Le résultat le plus considérable qui se dégage de la belle étude de M. Lombroso, c’est que le problème du génie est enfin entré dans une nouvelle voie. Jusqu’ici une importance trop grande a été attribuée à certains caractères qui désormais nous apparaîtront comme extérieurs. L’essence intime du génie ne doit point être cherchée dans l’originalité qu’il est souvent malaisé de séparer de la bizarrerie et qui tient moins au génie lui-même qu’aux circonstances au sein desquelles il se manifeste. Portée à l’extrême, l’originalité nuit au génie en l’isolant, en le séparant trop de ses semblables. Le vrai génie doit s’unir puissamment à l’humanité, et pour cela ne point trop différer d’elle. Il en est de même de l’exaltation où l’on aime à voir se révéler la nature dernière du génie. Il est vrai que « l’inspiration, l’enthousiasme sont bien de l’essence de la création et que, comme nous pouvons être hors de nous en tombant par maladie ou par passion brutale au-dessous de nous-mêmes, nous pouvons être portés au-dessus de nous par l’inspiration[2]. » Mais en lui-même, l’enthousiasme est un phénomène superficiel qui peut accompagner tout état de conscience, exalter l’âme d’un Corneille et le cerveau stérile d’un Chapelain. L’enthousiasme accompagne le génie, mais ne nous en livre point le secret.

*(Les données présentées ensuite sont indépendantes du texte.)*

use thiserror::Error;

/// Errors that can occur during embedding operations
#[derive(Debug, Error)]
pub enum EmbeddingError {
    /// Failed to initialize the embedding model
    #[error("Failed to initialize embedding model: {0}")]
    ModelInitialization(String),

    /// Failed to generate embeddings
    #[error("Failed to generate embeddings: {0}")]
    EmbeddingGeneration(String),

    /// Invalid input provided to embedding service
    #[error("Invalid input: {0}")]
    InvalidInput(String),

    /// No API key in config or environment
    #[error("Missing API key: set `api_key` or {0}")]
    MissingApiKey(String),

    /// Transport-level failure talking to a remote provider
    #[error("Embedding request failed: {0}")]
    Request(String),

    /// Remote provider answered with a non-success status
    #[error("Embedding provider returned {status}: {body}")]
    Http { status: u16, body: String },

    /// Provider returned an empty vector
    #[error("Provider returned an empty embedding")]
    EmptyEmbedding,

    /// Provider returned a vector of the wrong length
    #[error("Embedding dimension mismatch: expected {expected}, got {actual}")]
    DimensionMismatch { expected: usize, actual: usize },

    /// Call exceeded the configured request timeout
    #[error("Embedding request timed out after {0} ms")]
    Timeout(u128),
}

impl From<fastembed::Error> for EmbeddingError {
    fn from(err: fastembed::Error) -> Self {
        EmbeddingError::EmbeddingGeneration(err.to_string())
    }
}

impl From<reqwest::Error> for EmbeddingError {
    fn from(err: reqwest::Error) -> Self {
        EmbeddingError::Request(err.to_string())
    }
}

/// Result type for embedding operations
pub type Result<T> = std::result::Result<T, EmbeddingError>;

Enfin il serait injuste d’attribuer les miracles du génie à une puissance étrangère à l’être où elle s’exerce et où elle est en quelque sorte descendue : ce n’est pas l’inconscience qui est le caractère essentiel de l’inspiration. Il se peut que tout sorte de l’inconscient. Mais la supériorité de l’homme de génie ne doit point être rattachée au hasard. Comme on l’a bien dit, « ce n’est point là une supériorité accidentelle, subite, explicable seulement par une inspiration divine et momentanée dans un

  1. Leibniz, Principes de la nature et de la grâce.
  2. Ravaisson, la Philosophie en France au xixe siècle.